Hacker News

intellectronica•7d

GPT-5 vs. Sonnet: Complex Agentic Coding elite-ai-assisted-coding.dev

78 comments

chromejs10•7d
This should have been compared with Opus... I know OP says he didn't because of cost but if you're comparing who is better then you need to compare the best to the best... if Claude Opus 4.1 is significantly better than GPT 5 then that could offset the extra expense. Not saying it will... but forget cost if we want to compare solely the quality
- nearbuy•7d
  For what it's worth, I've been trying Opus 4.1 in VS Code through GitHub Copilot and it's been really bad. Maybe worse than Sonnet and GPT 4.1. I'm not sure why it was doing so poorly.
  In one instance, I asked it to optimize a roughly 80 line C# method that matches some object positions by object ID and delta encodes their positions from the previous frame. It seemed to be confused about how all this should work and output completely wrong code. It has all the context it needs in the file and the method is fairly self-contained. Other models did much better. GPT-5 understood what to do immediately.
  I tried a few other tasks/questions that also had underwhelming results.
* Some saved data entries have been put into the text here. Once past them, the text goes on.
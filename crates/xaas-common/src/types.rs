//! Domain primitive types used across the xaas workspace.

use std::fmt;
use std::path::Path;

use serde::{Deserialize, Serialize};
use sha2::{Digest, Sha256};

use crate::error::{Result, XaasError};

/// Logical name of a declared resource.
///
/// Names are lower-case and restricted to `[a-z0-9.-]` so that the
/// provisioning engine sees the same identifier on every run.
#[derive(Debug, Clone, PartialEq, Eq, PartialOrd, Ord, Hash, Serialize, Deserialize)]
pub struct ResourceName(String);

impl ResourceName {
    /// Builds a name from arbitrary text, sanitizing it on the way in.
    #[must_use]
    pub fn new(raw: impl AsRef<str>) -> Self {
        Self(sanitize(raw.as_ref()))
    }

    /// Returns the inner string representation.
    #[must_use]
    pub fn as_str(&self) -> &str {
        &self.0
    }

    /// Whether the name is already within `[a-z0-9.-]`.
    ///
    /// Always true for names built with [`ResourceName::new`]; a
    /// deserialized name is taken as-is and may fail.
    #[must_use]
    pub fn is_sanitized(&self) -> bool {
        sanitize(&self.0) == self.0
    }

    /// Appends `-<suffix>` (sanitized) to this name.
    #[must_use]
    pub fn child(&self, suffix: impl AsRef<str>) -> Self {
        Self::new(format!("{}-{}", self.0, suffix.as_ref()))
    }
}

impl fmt::Display for ResourceName {
    fn fmt(&self, f: &mut fmt::Formatter<'_>) -> fmt::Result {
        write!(f, "{}", self.0)
    }
}

impl AsRef<str> for ResourceName {
    fn as_ref(&self) -> &str {
        &self.0
    }
}

/// Lower-cases `raw` and replaces every character outside `[a-z0-9.-]`
/// with `-`.
#[must_use]
pub fn sanitize(raw: &str) -> String {
    raw.chars()
        .map(|c| {
            let c = c.to_ascii_lowercase();
            if c.is_ascii_lowercase() || c.is_ascii_digit() || c == '-' || c == '.' {
                c
            } else {
                '-'
            }
        })
        .collect()
}

/// SHA-256 hash digest used for content change detection.
#[derive(Debug, Clone, PartialEq, Eq, Hash, Serialize, Deserialize)]
pub struct Sha256Hash(String);

impl Sha256Hash {
    /// Hashes an in-memory byte slice.
    #[must_use]
    pub fn digest(bytes: &[u8]) -> Self {
        Self(hex(&Sha256::digest(bytes)))
    }

    /// Hashes a file by streaming its contents.
    ///
    /// # Errors
    ///
    /// Returns an error if the file cannot be opened or read.
    pub fn of_file(path: &Path) -> Result<Self> {
        let io_err = |source| XaasError::Io {
            path: path.to_path_buf(),
            source,
        };
        let mut file = std::fs::File::open(path).map_err(io_err)?;
        let mut hasher = Sha256::new();
        let _ = std::io::copy(&mut file, &mut hasher).map_err(io_err)?;
        Ok(Self(hex(&hasher.finalize())))
    }

    /// Returns the hex-encoded hash string.
    #[must_use]
    pub fn as_hex(&self) -> &str {
        &self.0
    }
}

impl fmt::Display for Sha256Hash {
    fn fmt(&self, f: &mut fmt::Formatter<'_>) -> fmt::Result {
        write!(f, "sha256:{}", self.0)
    }
}

/// HTTP method of a gateway route or an incoming request.
#[derive(Debug, Clone, Copy, PartialEq, Eq, PartialOrd, Ord, Hash, Serialize, Deserialize)]
#[serde(rename_all = "UPPERCASE")]
pub enum HttpMethod {
    /// `GET`
    Get,
    /// `POST`
    Post,
    /// `PUT`
    Put,
    /// `PATCH`
    Patch,
    /// `DELETE`
    Delete,
    /// `HEAD`
    Head,
    /// `OPTIONS`
    Options,
    /// Matches every method.
    Any,
}

impl HttpMethod {
    /// Upper-case wire form.
    #[must_use]
    pub const fn as_str(self) -> &'static str {
        match self {
            Self::Get => "GET",
            Self::Post => "POST",
            Self::Put => "PUT",
            Self::Patch => "PATCH",
            Self::Delete => "DELETE",
            Self::Head => "HEAD",
            Self::Options => "OPTIONS",
            Self::Any => "ANY",
        }
    }
}

impl fmt::Display for HttpMethod {
    fn fmt(&self, f: &mut fmt::Formatter<'_>) -> fmt::Result {
        f.write_str(self.as_str())
    }
}

impl std::str::FromStr for HttpMethod {
    type Err = XaasError;

    fn from_str(s: &str) -> Result<Self> {
        match s.to_ascii_uppercase().as_str() {
            "GET" => Ok(Self::Get),
            "POST" => Ok(Self::Post),
            "PUT" => Ok(Self::Put),
            "PATCH" => Ok(Self::Patch),
            "DELETE" => Ok(Self::Delete),
            "HEAD" => Ok(Self::Head),
            "OPTIONS" => Ok(Self::Options),
            "ANY" => Ok(Self::Any),
            _ => Err(XaasError::config(format!("unknown HTTP method: {s}"))),
        }
    }
}

fn hex(bytes: &[u8]) -> String {
    use std::fmt::Write;
    bytes.iter().fold(String::with_capacity(bytes.len() * 2), |mut acc, b| {
        let _ = write!(acc, "{b:02x}");
        acc
    })
}

#[cfg(test)]
mod tests {
    use super::*;

    #[test]
    fn sanitize_lowercases_and_replaces() {
        assert_eq!(sanitize("Cat Nap_01.JPG"), "cat-nap-01.jpg");
        assert_eq!(sanitize("caas-s3-assets"), "caas-s3-assets");
    }

    #[test]
    fn resource_name_child_appends_suffix() {
        let base = ResourceName::new("caas-lambda-facts");
        assert_eq!(base.child("exec-role").as_str(), "caas-lambda-facts-exec-role");
    }

    #[test]
    fn digest_matches_known_vector() {
        let hash = Sha256Hash::digest(b"abc");
        assert_eq!(
            hash.as_hex(),
            "ba7816bf8f01cfea414140de5dae2223b00361a396177a9cb410ff61f20015ad"
        );
    }

    #[test]
    fn file_digest_matches_in_memory_digest() {
        let dir = tempfile::tempdir().expect("tempdir");
        let path = dir.path().join("blob.bin");
        std::fs::write(&path, b"hello world").expect("write");
        let from_file = Sha256Hash::of_file(&path).expect("hash file");
        assert_eq!(from_file, Sha256Hash::digest(b"hello world"));
    }

    #[test]
    fn file_digest_spans_multiple_reads() {
        let dir = tempfile::tempdir().expect("tempdir");
        let path = dir.path().join("large.bin");
        let bytes: Vec<u8> = (0..100_000_u32)
            .map(|i| u8::try_from(i % 251).expect("fits"))
            .collect();
        std::fs::write(&path, &bytes).expect("write");
        assert_eq!(
            Sha256Hash::of_file(&path).expect("hash file"),
            Sha256Hash::digest(&bytes)
        );
    }

    #[test]
    fn missing_file_is_an_io_error() {
        let dir = tempfile::tempdir().expect("tempdir");
        let err = Sha256Hash::of_file(&dir.path().join("absent")).expect_err("missing");
        assert!(matches!(err, XaasError::Io { .. }));
    }

    #[test]
    fn deserialized_names_can_escape_sanitization() {
        let built = ResourceName::new("Bad_Name");
        assert!(built.is_sanitized());
        let raw: ResourceName = serde_json::from_str("\"Bad_Name\"").expect("deserialize");
        assert!(!raw.is_sanitized());
    }

    #[test]
    fn http_method_parses_case_insensitively() {
        assert_eq!("delete".parse::<HttpMethod>().expect("parse"), HttpMethod::Delete);
        assert_eq!(HttpMethod::Post.to_string(), "POST");
        assert!("BREW".parse::<HttpMethod>().is_err());
    }

    #[test]
    fn display_has_algorithm_prefix() {
        let hash = Sha256Hash::digest(b"");
        assert!(hash.to_string().starts_with("sha256:"));
    }
}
Now I've switched to using GPT-5.
  If you have a quick prompt you'd like me to try, I can share the results.
  - cpursley•7d
    Use Claude Code, the rest aren't worth the bother.
  - bongodongobob•7d
    To me it seems that Opus is really good at writing code if you give it a spec. The other day I had Gpt come up with a spec for a DnD text game that uses the GPT API. It one shotted a 1k line program.
    However, if I'm not detailed with it, it does seem to make weird choices that end up being unmaintainable. It's like it has poor creative instincts but is really good at following the directions you give it.
  - muzani•7d
    Opus seems to need more babysitting IME, which is great if you are going to actually pair program. Terrible if you like leaving it to do its own thing or try to do multiple things at once.
- intellectronica•7d
  Opus costs 10X more. Maybe it's better, but I can't afford to use it, so who cares.
- runako•7d
  re: the comments that Opus is not cost effective...The whole sales pitch behind these tools, and quite specifically the pitch OpenAI made yesterday, is that they will replace people, specifically programmers. Opus is cheaper than a US-based engineer. It's totally reasonable to use it as the benchmark if it's best.
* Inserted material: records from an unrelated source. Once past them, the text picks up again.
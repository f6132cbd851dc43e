//! `xaas pat`: generate personal access tokens offline.

use clap::Args;
use xaas_common::constants;
use xaas_functions::pats;

/// Arguments for the `pat` command.
#[derive(Args, Debug)]
pub struct PatArgs {
    /// Token prefix.
    #[arg(long, env = constants::ACRONYM_ENV, default_value = constants::ACRONYM_DEFAULT)]
    pub acronym: String,

    /// Number of tokens to print.
    #[arg(long, short = 'n', default_value_t = 1)]
    pub count: usize,
}

/// Executes the `pat` command.
///
/// # Errors
///
/// Returns an error if the acronym is empty.
pub fn execute(args: &PatArgs) -> anyhow::Result<()> {
    if args.acronym.is_empty() {
        anyhow::bail!("acronym must not be empty");
    }
    let mut rng = rand::thread_rng();
    for _ in 0..args.count {
        println!("{}", pats::generate_token(&args.acronym, &mut rng));
    }
    Ok(())
}
// ── Dependency edges ───────────────────────────────────────────────

#[test]
fn functions_depend_on_all_their_policies() {
    let project = scenario_project();
    let mut p = RecordingProvisioner::new();
    let output = standard().build(&project.source(), &mut p).expect("build");

    for deployment in &output.deployments {
        assert!(!deployment.policies.is_empty());
        let declared = p.get(deployment.function.urn()).expect("function");
        for policy in &deployment.policies {
            assert!(declared.depends_on.contains(policy.urn()));
            assert!(p.graph().depends_on(deployment.function.urn(), policy.urn()));
        }
        assert!(p.graph().depends_on(deployment.function.urn(), deployment.role.urn()));
    }
}

#[test]
fn policies_reference_their_store_arn() {
    let project = scenario_project();
    let mut p = RecordingProvisioner::new();
    let _ = standard().build(&project.source(), &mut p).expect("build");

    let docs: BTreeMap<String, String> = p
        .of_kind(ResourceKind::RolePolicy)
        .map(|d| {
            let doc = p
                .resolve(d.args["policy"].as_output().expect("lazy"))
                .expect("resolve");
            (d.name.to_string(), doc)
        })
        .collect();
    assert!(docs["caas-lambda-facts-ddb-read-policy"].contains("arn:aws:dynamodb:::caas-ddb-facts"));
    let images = &docs["caas-lambda-images-s3-read-policy"];
    assert!(images.contains("\"arn:aws:s3:::caas-s3-assets/*\""), "{images}");
    assert!(images.contains("\"arn:aws:s3:::caas-s3-assets\""), "{images}");
}

#[test]
fn gateway_is_last_in_creation_order() {
    let project = scenario_project();
    let mut p = RecordingProvisioner::new();
    let output = standard().build(&project.source(), &mut p).expect("build");

    let order = p.graph().resolve_order().expect("acyclic");
    let pos = |urn: &xaas_graph::Urn| order.iter().position(|u| u == urn).expect("in graph");
    let gateway = pos(output.gateway.handle.urn());
    for deployment in &output.deployments {
        assert!(pos(deployment.function.urn()) < gateway);
        for policy in &deployment.policies {
            assert!(pos(policy.urn()) < pos(deployment.function.urn()));
        }
    }
}

#[test]
fn gateway_routes_concatenate_in_registration_order() {
    let project = scenario_project();
    let mut registry = StackRegistry::new();
    registry.register(images_stack()).expect("images");
    registry.register(pats_stack()).expect("pats");
    registry.register(facts_stack()).expect("facts");
    let orchestrator = Orchestrator::new(registry, Box::new(PrebuiltPackager));
    let mut p = RecordingProvisioner::new();
    let output = orchestrator.build(&project.source(), &mut p).expect("build");

    let routes: Vec<_> = output
        .gateway
        .routes
        .iter()
        .map(|r| format!("{} {}", r.method, r.path))
        .collect();
    assert_eq!(
        routes,
        vec!["GET /images", "POST /pats", "DELETE /pats", "GET /facts"]
    );
    let expected: usize = orchestrator.registry().iter().map(|s| s.routes.len()).sum();
    assert_eq!(output.gateway.routes.len(), expected);
}

// ── Failures ───────────────────────────────────────────────────────

#[test]
fn missing_metadata_aborts_before_images_function() {
    let project = Project::new()
        .with_facts("A\n")
        .with_images(&["a.jpg"], None)
        .with_artifacts(&["facts", "images"]);
    let mut p = RecordingProvisioner::new();
    let run = standard().run(&project.source(), &mut p);

    assert!(matches!(run.outcome, Err(XaasError::ContentLoad { .. })));
    assert_eq!(
        run.report.failed_at(),
        Some(&BuildPhase::Ingesting { stack: "images".into() })
    );
    assert!(declared_names(&p, ResourceKind::BucketObject).is_empty());
    assert!(declared_names(&p, ResourceKind::Bucket).is_empty());
    assert_eq!(declared_names(&p, ResourceKind::Function), vec!["caas-lambda-facts"]);
    assert!(declared_names(&p, ResourceKind::RestApi).is_empty());
}

#[test]
fn missing_fact_file_aborts_whole_build() {
    let project = Project::new()
        .with_images(&["a.jpg"], Some("{}"))
        .with_artifacts(&["facts", "images"]);
    let mut p = RecordingProvisioner::new();
    let run = standard().run(&project.source(), &mut p);

    assert!(matches!(run.outcome, Err(XaasError::ContentLoad { .. })));
    assert!(p.declarations().is_empty());
    assert!(!run.report.is_done());
}

#[test]
fn provisioner_rejection_is_resource_creation_error() {
    let project = scenario_project();
    let mut p = RecordingProvisioner::failing_on(ResourceKind::RestApi);
    let run = standard().run(&project.source(), &mut p);

    assert!(matches!(run.outcome, Err(XaasError::ResourceCreation { .. })));
    assert_eq!(run.report.failed_at(), Some(&BuildPhase::GatewayComposing));
    assert_eq!(declared_names(&p, ResourceKind::Function).len(), 2);
    assert!(p.exports().is_empty());
}

#[test]
fn missing_artifact_is_build_error() {
    let project = Project::new()
        .with_facts("A\n")
        .with_images(&[], Some("{}"))
        .with_artifacts(&["facts"]);
    let mut p = RecordingProvisioner::new();
    let run = standard().run(&project.source(), &mut p);

    match run.outcome {
        Err(XaasError::Build { stack, .. }) => assert_eq!(stack, "images"),
        other => panic!("expected build error, got {other:?}"),
    }
    assert_eq!(
        run.report.failed_at(),
        Some(&BuildPhase::Deploying { stack: "images".into() })
    );
}

#[test]
fn invalid_animal_is_configuration_error() {
    let project = scenario_project();
    let source = ConfigSource::new(project.root()).with_animal("../etc");
    let mut p = RecordingProvisioner::new();
    let run = standard().run(&source, &mut p);

    assert!(matches!(run.outcome, Err(XaasError::Configuration { .. })));
    assert_eq!(run.report.failed_at(), Some(&BuildPhase::ResolvingConfig));
    assert!(p.declarations().is_empty());
}

// ── Post-hoc validation ────────────────────────────────────────────

#[test]
fn bundle_matches_expected_counts_and_naming() {
    let project = scenario_project();
    let options = BuildOptions {
        include_token_stack: true,
        packaging: PackagingMode::Prebuilt,
    };
    let mut p = RecordingProvisioner::new();
    let output = Orchestrator::from_options(options)
        .build(&project.source(), &mut p)
        .expect("build");

    let expected = BTreeMap::from([
        (ResourceKind::Table, ExpectedCount::Exactly(2)),
        (ResourceKind::TableItem, ExpectedCount::Dynamic),
        (ResourceKind::Bucket, ExpectedCount::Exactly(1)),
        (ResourceKind::BucketPublicAccessBlock, ExpectedCount::Exactly(1)),
        (ResourceKind::BucketPolicy, ExpectedCount::Exactly(1)),
        (ResourceKind::BucketObject, ExpectedCount::Dynamic),
        (ResourceKind::Role, ExpectedCount::Exactly(3)),
        (ResourceKind::RolePolicy, ExpectedCount::Exactly(3)),
        (ResourceKind::RolePolicyAttachment, ExpectedCount::Exactly(3)),
        (ResourceKind::Function, ExpectedCount::Exactly(3)),
        (ResourceKind::RestApi, ExpectedCount::Exactly(1)),
    ]);
    assert_eq!(StackRegistry::standard(true).expected_counts(), expected);
    let report = output.bundle.count_report(&expected);
    assert!(report.is_clean(), "\n{report}");
    assert!(output.bundle.name_violations().is_empty());
    assert_eq!(output.bundle.total(), p.declarations().len());
}

#[test]
fn uppercase_animal_still_yields_lowercase_names() {
    let project = Project::new();
    let config = ProjectConfig::derive("Cat", project.root());
    std::fs::create_dir_all(&config.image_dir).expect("mkdir");
    std::fs::write(&config.facts_file, "A\n").expect("facts");
    std::fs::write(config.image_dir.join("Big Cat.JPG"), "x").expect("image");
    std::fs::write(config.metadata_path(), "{}").expect("meta");
    for stack in ["facts", "images"] {
        let artifact = config.artifact_path(stack);
        std::fs::create_dir_all(artifact.parent().expect("parent")).expect("mkdir");
        std::fs::write(&artifact, b"PK").expect("artifact");
    }

    let source = ConfigSource::new(project.root()).with_animal("Cat");
    let mut p = RecordingProvisioner::new();
    let output = standard().build(&source, &mut p).expect("build");
    assert!(output.bundle.name_violations().is_empty());
    assert_eq!(
        declared_names(&p, ResourceKind::BucketObject),
        vec!["caas-s3-assets-big-cat.jpg"]
    );
}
  Also keep in mind that many employees are not paying out of pocket for LLM use at work. A $1,000 monthly bill for LLM usage is high for an individual but not so much for a company that employees engineers.
  - michaelt•7d
    My experience with coding agents is they need a lot of hand-holding.
    They're impressive despite that. But if Sonnet is $20/month and I have to intervene every 3 minutes, while Opus is $100/month and I have to intervene every 5 minutes? ¯\_(ツ)_/¯
- qeternity•7d
  > but forget cost if we want to compare solely the quality
  I think this is the whole reason not to compare it to Opus...
- sergiotapia•7d
  You compare what can be used by most engineers. Most engineers are not going to spend that insane price of Opus. It's extremely high compared to all other models, so even if it is slightly better, it's a non-starter for engineering workloads.
- •7d
  [deleted]
- fouc•7d
  gpt-5 isn't supposed to be the best, it's supposed to be cost effective
h4ny•7d
I have been seeing different people reporting different results with different tasks. Watched a live stream that compared GPT-5, Gemini Pro 2.5, Claude 4 Sonnet, and GLM 4.5, and GPT-5 appeared to not follow instructions as well as the other three.
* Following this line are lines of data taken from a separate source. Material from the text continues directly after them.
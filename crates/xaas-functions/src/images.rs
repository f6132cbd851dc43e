//! `GET /images`: one random stored image with its tags.

use rand::{Rng, RngCore};
use serde::Serialize;
use xaas_common::constants;
use xaas_common::error::Result;
use xaas_common::types::HttpMethod;
use xaas_content::Tags;

use crate::http::{Handler, Request, Response};
use crate::store::ObjectStore;

/// Response body of an image lookup.
#[derive(Debug, Clone, PartialEq, Eq, Serialize)]
pub struct Image {
    /// Public object URL.
    pub url: String,
    /// Object tags.
    pub tags: Tags,
}

/// Public URL of `key` in `bucket`.
#[must_use]
pub fn object_url(bucket: &str, key: &str) -> String {
    format!(
        "{}{bucket}{}{key}",
        constants::OBJECT_URL_PREFIX,
        constants::OBJECT_URL_HOST_SUFFIX
    )
}

/// Serves random images from an [`ObjectStore`].
#[derive(Debug)]
pub struct ImagesHandler<S> {
    store: S,
    bucket: String,
    prefix: String,
}

impl<S: ObjectStore> ImagesHandler<S> {
    /// Handler over `store`, listing `bucket` under `prefix`.
    pub fn new(store: S, bucket: impl Into<String>, prefix: impl Into<String>) -> Self {
        Self {
            store,
            bucket: bucket.into(),
            prefix: prefix.into(),
        }
    }

    /// Picks one object uniformly at random.
    ///
    /// # Errors
    ///
    /// Propagates store failures.
    pub fn pick(&self, rng: &mut dyn RngCore) -> Result<Option<Image>> {
        let keys = self.store.list(&self.prefix)?;
        if keys.is_empty() {
            tracing::warn!(bucket = %self.bucket, prefix = %self.prefix, "no images stored");
            return Ok(None);
        }
        let key = &keys[rng.gen_range(0..keys.len())];
        Ok(Some(Image {
            url: object_url(&self.bucket, key),
            tags: self.store.tags(key)?,
        }))
    }
}

impl<S: ObjectStore> Handler for ImagesHandler<S> {
    fn handle(&mut self, request: &Request, rng: &mut dyn RngCore) -> Response {
        if request.method != HttpMethod::Get {
            return Response::status(405);
        }
        match self.pick(rng) {
            Ok(Some(image)) => Response::json(&image),
            Ok(None) => Response::status(404),
            Err(e) => Response::server_error(&e),
        }
    }
}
At the moment it feels like most people "reviewing" models depends on their believes and agenda, and there are no objective ways to evaluate and compare models (many benchmarks can be gamed).
The blurring boundaries between technical overview, news, opinions and marketing is truly concerning.
- epolanski•7d
  I will also state another semi-obvious thing that people seem to consistently forget: models are non deterministic.
  You are not going to get the same output from GPT5 or Sonnet every time.
  And this obviously compounds across many different steps.
  E.g. give GPT5 the code to a feature (by pointing some files and tests) and tell it to review it and find improvement opportunities and write them down: depending on the size of the code, etc, the answers will slightly different.
  I often do it in Cursor by having multiple agents review a PR and each of them: - has to write down their pr-number-review-model.md (e.g. pr-15-review-sonnet4.md) - has to review the reviews of the other files
  Then I review it myself and try to decide what's valuable in there and what not. And to my disappointment (towards myself): - often they do point to valid flaws I would've not thought about - miss the "end-to-end" or general view of how the code fits in a program/process/business. What do I mean: sometimes the real feedback would be that we don't need it at all. But you need to have these conversations with AI earlier.
- x187463•7d
  This has been ubiquitous for a while. Even here on HN every thread about these models (even this one, I'm sure) features an inordinate amount of disagreement between people vehemently declaring one model more useful than another. There truly seems to be no objective measurement of quality that can discern the difference between frontier models.
- vineyardmike•7d
  > At the moment it feels like most people "reviewing" models depends on their believes and agenda, and there are no objective ways to evaluate and compare models
  I think you’ll always have some disagreement generally in life, but especially for things like this. Code has a level of subjectivity. Good variable names, correct amount of abstraction, verbosity, over complexity, etc are at least partially opinions. That makes benchmarking something subjective tough. Furthermore, LLMs aren’t deterministic, and sometimes you just get a bad seed in the RNG.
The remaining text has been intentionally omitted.